▶ TASK DESCRIPTION
Copy word for word, please, the lines of the entries below running from the one containing "((view.height / tile_height).floor()" to the one containing "index / self.columns", both ends included.

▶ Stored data
Start of Block

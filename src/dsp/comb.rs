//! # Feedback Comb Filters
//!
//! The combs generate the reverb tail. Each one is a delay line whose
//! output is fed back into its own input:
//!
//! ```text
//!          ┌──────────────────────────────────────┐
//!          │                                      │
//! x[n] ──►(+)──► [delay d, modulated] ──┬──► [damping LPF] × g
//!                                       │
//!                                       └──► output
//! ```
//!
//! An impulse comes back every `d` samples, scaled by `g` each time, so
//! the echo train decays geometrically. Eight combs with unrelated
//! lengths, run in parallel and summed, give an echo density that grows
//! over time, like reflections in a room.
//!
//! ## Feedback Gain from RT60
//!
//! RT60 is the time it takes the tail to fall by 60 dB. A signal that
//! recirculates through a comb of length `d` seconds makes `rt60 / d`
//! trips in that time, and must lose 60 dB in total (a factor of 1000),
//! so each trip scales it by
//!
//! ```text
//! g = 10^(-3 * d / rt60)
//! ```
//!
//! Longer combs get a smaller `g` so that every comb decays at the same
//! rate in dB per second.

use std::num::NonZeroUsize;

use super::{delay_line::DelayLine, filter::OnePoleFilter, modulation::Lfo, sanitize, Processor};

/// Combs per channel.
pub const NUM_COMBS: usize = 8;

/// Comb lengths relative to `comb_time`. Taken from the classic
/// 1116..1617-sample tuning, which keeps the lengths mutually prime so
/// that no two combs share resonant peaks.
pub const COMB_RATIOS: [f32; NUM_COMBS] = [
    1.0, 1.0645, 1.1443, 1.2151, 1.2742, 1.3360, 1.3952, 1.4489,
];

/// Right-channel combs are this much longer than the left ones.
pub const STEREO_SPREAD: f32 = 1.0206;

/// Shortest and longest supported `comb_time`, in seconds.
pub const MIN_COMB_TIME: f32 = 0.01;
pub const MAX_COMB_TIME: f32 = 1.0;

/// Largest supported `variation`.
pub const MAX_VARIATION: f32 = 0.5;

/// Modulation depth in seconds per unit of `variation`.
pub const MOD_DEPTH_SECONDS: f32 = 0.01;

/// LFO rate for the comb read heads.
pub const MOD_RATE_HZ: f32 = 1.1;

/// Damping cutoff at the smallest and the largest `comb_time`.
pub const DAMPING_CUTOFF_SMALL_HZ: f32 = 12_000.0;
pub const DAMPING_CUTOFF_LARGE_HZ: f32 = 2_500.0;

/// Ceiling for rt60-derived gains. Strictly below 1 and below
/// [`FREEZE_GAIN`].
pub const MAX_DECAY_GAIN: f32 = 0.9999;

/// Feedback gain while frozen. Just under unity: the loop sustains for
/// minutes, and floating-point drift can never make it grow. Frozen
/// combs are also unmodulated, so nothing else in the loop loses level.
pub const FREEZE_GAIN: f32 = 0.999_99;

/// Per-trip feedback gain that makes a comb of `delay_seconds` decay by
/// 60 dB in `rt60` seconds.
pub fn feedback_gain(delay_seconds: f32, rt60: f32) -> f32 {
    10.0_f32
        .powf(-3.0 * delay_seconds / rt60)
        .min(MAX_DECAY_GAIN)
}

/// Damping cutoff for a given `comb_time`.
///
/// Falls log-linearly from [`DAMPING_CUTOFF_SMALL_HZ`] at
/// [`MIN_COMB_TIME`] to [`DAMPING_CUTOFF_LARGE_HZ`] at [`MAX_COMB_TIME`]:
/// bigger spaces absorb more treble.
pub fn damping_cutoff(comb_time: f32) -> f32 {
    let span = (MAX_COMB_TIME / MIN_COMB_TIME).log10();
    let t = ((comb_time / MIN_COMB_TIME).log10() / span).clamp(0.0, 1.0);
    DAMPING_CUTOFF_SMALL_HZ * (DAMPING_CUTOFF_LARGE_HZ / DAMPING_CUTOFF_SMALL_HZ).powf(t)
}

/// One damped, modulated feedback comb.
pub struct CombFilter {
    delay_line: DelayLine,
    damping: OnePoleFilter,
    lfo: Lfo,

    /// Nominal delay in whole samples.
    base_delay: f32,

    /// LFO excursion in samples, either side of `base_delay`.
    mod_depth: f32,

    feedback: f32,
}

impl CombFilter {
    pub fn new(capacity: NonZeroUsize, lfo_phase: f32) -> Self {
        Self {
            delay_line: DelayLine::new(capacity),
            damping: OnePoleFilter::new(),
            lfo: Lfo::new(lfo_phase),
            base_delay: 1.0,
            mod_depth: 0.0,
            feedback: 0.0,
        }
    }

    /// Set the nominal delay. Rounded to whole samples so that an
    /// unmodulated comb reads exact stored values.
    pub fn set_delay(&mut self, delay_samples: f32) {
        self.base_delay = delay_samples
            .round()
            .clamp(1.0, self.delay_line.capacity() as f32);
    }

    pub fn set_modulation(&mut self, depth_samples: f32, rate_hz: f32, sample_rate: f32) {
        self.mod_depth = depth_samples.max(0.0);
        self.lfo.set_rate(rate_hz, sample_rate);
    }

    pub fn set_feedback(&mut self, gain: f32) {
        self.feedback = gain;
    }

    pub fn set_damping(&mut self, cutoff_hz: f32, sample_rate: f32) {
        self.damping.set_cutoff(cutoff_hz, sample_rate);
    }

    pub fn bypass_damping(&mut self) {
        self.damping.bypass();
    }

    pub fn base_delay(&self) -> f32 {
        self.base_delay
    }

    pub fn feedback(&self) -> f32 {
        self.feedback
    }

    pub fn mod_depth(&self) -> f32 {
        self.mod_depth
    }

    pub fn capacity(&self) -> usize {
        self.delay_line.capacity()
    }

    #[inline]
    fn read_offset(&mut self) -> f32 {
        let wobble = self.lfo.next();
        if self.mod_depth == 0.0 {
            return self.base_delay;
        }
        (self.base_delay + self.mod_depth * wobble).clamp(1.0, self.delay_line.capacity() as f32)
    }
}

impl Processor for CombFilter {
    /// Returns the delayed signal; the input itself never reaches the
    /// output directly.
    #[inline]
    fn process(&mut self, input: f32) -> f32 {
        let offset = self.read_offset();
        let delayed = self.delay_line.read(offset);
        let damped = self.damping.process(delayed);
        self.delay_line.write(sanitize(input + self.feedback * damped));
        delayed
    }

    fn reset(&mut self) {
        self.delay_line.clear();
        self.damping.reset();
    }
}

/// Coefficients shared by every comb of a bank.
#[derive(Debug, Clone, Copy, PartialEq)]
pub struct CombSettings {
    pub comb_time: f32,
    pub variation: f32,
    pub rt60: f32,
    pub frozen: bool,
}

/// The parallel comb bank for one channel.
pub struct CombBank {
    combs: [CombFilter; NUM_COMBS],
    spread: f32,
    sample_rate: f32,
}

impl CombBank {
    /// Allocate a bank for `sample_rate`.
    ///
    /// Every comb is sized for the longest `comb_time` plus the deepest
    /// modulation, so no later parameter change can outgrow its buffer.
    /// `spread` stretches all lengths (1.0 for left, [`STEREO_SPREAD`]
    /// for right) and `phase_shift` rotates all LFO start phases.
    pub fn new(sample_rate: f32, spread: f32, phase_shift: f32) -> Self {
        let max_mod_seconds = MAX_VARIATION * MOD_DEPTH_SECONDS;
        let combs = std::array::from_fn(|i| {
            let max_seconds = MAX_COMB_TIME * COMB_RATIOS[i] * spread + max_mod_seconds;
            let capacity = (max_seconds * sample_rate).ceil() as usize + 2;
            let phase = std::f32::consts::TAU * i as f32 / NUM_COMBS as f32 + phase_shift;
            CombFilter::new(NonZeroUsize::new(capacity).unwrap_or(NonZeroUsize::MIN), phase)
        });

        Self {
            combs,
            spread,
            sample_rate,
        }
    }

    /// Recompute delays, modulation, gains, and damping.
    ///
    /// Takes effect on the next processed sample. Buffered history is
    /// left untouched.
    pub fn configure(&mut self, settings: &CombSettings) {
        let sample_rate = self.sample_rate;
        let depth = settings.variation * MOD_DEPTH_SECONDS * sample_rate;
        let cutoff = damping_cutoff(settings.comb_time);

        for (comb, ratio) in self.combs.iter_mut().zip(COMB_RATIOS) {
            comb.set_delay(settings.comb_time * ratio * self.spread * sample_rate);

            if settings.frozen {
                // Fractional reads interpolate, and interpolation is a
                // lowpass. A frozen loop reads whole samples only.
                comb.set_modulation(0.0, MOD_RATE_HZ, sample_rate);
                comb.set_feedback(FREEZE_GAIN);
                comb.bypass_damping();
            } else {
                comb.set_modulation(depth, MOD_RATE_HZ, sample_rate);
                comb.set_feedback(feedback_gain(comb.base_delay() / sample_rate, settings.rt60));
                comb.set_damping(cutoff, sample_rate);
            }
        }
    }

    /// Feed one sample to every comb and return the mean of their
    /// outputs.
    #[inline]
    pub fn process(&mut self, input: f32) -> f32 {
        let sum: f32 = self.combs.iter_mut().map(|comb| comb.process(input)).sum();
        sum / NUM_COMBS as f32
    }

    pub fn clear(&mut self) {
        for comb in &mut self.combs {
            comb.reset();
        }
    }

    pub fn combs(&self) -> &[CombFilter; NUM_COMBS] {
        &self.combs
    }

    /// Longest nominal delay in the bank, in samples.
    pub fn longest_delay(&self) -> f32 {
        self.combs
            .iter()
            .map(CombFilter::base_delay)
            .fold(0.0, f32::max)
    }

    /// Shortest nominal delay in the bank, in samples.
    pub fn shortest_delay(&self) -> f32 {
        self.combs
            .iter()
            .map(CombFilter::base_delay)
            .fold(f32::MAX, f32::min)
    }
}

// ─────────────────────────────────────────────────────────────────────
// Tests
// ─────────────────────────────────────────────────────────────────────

End of Block
Start of Block

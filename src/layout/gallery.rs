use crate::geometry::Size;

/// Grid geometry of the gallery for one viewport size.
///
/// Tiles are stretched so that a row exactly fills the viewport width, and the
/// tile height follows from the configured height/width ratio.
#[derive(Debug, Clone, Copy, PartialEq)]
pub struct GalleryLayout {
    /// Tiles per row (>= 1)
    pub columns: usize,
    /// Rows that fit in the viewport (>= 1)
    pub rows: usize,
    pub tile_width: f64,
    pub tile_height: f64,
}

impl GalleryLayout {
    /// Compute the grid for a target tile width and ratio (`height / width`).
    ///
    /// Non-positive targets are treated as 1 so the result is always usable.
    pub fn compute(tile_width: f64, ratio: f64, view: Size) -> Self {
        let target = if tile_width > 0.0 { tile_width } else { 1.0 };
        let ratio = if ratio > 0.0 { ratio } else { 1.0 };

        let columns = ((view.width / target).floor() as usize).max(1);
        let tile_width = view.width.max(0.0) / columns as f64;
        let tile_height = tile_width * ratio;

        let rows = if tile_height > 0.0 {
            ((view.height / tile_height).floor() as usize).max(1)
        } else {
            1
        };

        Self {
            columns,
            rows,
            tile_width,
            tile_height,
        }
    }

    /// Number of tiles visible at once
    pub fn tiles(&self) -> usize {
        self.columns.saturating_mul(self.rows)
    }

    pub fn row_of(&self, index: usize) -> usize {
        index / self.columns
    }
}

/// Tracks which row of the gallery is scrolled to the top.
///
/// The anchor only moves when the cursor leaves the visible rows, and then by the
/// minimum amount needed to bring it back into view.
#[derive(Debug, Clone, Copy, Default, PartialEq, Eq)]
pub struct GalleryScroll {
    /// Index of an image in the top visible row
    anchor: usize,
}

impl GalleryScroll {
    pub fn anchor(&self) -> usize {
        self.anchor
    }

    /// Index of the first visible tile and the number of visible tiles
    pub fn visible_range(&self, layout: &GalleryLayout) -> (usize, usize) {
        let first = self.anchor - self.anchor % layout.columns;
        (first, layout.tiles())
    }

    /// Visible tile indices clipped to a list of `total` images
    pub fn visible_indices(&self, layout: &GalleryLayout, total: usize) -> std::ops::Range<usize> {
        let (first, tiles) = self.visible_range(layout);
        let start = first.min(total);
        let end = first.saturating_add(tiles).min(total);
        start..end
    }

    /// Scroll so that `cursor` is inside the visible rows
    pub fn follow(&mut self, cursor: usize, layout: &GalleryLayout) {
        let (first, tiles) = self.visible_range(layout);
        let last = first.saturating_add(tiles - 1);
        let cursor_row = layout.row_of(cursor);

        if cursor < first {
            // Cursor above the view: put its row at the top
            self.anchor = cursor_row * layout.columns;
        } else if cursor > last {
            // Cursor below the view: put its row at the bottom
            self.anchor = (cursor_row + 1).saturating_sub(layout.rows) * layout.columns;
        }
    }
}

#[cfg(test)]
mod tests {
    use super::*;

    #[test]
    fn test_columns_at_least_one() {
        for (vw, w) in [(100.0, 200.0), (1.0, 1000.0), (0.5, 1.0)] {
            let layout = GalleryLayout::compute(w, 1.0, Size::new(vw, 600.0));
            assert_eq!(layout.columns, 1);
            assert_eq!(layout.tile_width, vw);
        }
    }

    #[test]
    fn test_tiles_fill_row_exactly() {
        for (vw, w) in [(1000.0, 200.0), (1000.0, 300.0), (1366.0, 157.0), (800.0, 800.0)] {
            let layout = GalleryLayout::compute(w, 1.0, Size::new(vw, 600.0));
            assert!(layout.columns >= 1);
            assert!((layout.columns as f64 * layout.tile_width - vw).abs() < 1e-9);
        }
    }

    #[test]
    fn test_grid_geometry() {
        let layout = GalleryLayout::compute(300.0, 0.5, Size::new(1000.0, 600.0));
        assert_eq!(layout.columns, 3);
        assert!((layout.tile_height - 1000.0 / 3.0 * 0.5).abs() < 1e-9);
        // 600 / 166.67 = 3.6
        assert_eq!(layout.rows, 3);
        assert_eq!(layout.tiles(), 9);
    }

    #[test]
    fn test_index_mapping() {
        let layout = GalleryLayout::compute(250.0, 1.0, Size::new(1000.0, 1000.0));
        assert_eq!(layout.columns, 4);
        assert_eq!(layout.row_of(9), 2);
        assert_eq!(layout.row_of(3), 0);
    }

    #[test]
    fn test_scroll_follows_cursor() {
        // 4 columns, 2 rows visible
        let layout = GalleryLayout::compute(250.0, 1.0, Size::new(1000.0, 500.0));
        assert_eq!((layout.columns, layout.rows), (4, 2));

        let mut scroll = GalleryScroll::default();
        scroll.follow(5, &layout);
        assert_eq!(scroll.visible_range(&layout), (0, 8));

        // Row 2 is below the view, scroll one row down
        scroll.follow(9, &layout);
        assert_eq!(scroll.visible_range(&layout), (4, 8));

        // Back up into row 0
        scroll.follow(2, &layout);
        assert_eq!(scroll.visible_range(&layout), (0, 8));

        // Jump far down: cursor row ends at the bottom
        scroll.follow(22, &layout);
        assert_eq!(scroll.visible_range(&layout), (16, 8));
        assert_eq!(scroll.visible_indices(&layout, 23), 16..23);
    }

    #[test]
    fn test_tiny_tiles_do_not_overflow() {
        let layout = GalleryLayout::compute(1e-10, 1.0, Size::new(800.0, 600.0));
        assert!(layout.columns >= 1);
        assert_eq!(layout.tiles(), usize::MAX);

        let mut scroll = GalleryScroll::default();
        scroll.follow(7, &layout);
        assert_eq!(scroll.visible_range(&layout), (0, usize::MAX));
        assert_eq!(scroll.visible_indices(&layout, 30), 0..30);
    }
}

End of Block
Start of Block

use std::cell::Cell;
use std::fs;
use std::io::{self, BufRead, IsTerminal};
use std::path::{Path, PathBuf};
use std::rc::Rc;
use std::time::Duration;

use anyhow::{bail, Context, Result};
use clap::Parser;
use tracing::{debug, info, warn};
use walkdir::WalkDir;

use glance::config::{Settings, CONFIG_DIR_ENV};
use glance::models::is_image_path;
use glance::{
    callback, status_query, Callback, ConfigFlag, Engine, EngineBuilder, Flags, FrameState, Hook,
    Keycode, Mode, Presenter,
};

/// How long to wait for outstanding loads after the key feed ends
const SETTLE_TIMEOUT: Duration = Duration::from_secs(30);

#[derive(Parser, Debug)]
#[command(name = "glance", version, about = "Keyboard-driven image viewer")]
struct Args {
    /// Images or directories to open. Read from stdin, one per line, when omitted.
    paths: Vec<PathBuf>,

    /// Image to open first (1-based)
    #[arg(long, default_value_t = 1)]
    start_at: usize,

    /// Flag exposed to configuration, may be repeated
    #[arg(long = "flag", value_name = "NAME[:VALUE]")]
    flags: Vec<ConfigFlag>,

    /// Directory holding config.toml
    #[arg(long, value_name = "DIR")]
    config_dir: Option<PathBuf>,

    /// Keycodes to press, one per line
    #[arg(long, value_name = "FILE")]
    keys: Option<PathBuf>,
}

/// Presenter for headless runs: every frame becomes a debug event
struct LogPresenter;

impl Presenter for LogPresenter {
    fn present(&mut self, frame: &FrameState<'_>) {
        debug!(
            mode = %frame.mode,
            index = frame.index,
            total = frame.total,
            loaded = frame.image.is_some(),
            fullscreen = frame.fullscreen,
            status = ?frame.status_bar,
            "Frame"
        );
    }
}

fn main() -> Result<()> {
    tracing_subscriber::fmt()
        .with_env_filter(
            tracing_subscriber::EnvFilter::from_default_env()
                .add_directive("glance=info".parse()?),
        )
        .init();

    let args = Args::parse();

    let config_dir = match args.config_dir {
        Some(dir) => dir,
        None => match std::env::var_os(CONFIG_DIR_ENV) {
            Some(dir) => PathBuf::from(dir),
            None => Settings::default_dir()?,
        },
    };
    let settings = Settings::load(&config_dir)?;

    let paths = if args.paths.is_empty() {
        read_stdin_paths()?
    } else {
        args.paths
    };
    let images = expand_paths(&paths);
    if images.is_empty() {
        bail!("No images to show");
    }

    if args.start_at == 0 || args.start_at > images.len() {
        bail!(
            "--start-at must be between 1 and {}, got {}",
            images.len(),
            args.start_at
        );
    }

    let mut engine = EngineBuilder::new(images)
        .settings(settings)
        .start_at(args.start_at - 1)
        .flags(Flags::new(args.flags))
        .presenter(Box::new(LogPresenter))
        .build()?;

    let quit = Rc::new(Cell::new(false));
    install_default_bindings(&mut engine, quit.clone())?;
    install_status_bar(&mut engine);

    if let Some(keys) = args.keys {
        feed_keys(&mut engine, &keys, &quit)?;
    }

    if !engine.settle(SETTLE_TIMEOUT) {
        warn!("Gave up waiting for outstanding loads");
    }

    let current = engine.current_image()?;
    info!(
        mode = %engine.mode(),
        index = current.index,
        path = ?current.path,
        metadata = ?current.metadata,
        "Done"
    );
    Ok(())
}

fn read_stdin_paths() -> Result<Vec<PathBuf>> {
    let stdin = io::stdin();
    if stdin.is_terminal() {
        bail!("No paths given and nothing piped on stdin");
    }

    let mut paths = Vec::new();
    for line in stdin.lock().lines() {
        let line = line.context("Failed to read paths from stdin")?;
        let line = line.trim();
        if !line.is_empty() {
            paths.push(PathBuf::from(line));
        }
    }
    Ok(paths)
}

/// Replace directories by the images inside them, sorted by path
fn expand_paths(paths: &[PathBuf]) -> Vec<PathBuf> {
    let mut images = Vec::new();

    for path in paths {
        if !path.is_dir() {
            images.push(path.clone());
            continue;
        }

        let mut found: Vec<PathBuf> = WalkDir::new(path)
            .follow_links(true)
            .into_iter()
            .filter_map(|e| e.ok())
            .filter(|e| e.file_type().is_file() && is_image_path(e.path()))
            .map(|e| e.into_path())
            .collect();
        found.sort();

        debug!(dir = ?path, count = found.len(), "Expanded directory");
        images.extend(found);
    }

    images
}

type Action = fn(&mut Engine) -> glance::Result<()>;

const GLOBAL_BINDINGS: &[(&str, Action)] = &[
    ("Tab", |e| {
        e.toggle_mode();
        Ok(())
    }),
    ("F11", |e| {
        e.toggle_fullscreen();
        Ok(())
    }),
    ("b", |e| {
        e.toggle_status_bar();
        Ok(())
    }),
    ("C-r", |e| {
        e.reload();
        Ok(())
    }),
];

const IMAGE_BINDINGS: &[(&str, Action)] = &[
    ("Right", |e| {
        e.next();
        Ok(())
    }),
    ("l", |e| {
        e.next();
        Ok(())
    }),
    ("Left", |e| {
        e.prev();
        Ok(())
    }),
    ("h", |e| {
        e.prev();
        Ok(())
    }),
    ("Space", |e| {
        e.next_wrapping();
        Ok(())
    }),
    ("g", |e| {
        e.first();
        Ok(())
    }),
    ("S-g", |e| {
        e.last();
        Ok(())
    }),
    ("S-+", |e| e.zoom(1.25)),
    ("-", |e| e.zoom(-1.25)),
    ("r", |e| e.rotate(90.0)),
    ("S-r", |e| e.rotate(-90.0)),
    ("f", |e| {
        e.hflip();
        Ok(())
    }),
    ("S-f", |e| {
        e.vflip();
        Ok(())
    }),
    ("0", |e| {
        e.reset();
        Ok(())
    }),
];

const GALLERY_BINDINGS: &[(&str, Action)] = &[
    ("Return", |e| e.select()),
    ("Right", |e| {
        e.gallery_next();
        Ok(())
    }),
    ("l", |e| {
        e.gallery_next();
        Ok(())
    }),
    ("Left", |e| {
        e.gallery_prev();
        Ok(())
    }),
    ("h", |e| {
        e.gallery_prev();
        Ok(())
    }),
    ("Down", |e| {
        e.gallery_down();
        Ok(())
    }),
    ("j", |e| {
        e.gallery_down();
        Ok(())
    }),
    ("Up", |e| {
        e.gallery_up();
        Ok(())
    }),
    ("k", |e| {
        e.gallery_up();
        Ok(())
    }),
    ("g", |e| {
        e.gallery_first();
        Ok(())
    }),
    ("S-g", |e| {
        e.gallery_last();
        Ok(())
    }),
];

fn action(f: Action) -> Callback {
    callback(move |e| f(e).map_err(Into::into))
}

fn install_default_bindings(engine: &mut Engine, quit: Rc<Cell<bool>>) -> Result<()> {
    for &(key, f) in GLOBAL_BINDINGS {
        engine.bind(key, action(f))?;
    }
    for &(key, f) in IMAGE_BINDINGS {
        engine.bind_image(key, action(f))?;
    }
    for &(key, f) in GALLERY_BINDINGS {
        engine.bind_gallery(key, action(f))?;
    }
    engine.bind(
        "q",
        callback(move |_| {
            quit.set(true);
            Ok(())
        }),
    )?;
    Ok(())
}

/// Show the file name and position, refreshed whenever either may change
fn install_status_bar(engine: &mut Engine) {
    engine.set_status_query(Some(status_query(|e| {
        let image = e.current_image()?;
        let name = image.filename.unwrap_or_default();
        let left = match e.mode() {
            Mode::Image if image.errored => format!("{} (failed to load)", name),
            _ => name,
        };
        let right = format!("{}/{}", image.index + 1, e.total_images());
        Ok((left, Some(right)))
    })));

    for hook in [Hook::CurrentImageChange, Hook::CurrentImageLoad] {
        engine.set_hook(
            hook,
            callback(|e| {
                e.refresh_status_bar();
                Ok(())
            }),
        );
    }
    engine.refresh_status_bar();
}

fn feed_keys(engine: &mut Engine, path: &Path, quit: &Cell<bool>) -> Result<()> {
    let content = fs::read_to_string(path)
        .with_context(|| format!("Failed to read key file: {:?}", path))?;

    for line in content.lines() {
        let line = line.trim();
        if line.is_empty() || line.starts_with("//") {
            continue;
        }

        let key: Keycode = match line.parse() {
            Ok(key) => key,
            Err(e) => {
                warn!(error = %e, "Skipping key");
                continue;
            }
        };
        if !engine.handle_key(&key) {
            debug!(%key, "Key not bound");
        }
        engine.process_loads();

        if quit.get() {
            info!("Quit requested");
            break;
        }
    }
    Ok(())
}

End of Block

▶ ANSWER TO THIS TASK
            ((view.height / tile_height).floor() as usize).max(1)
        } else {
            1
        };

        Self {
            columns,
            rows,
            tile_width,
            tile_height,
        }
    }

    /// Number of tiles visible at once
    pub fn tiles(&self) -> usize {
        self.columns.saturating_mul(self.rows)
    }

    pub fn row_of(&self, index: usize) -> usize {
        index / self.columns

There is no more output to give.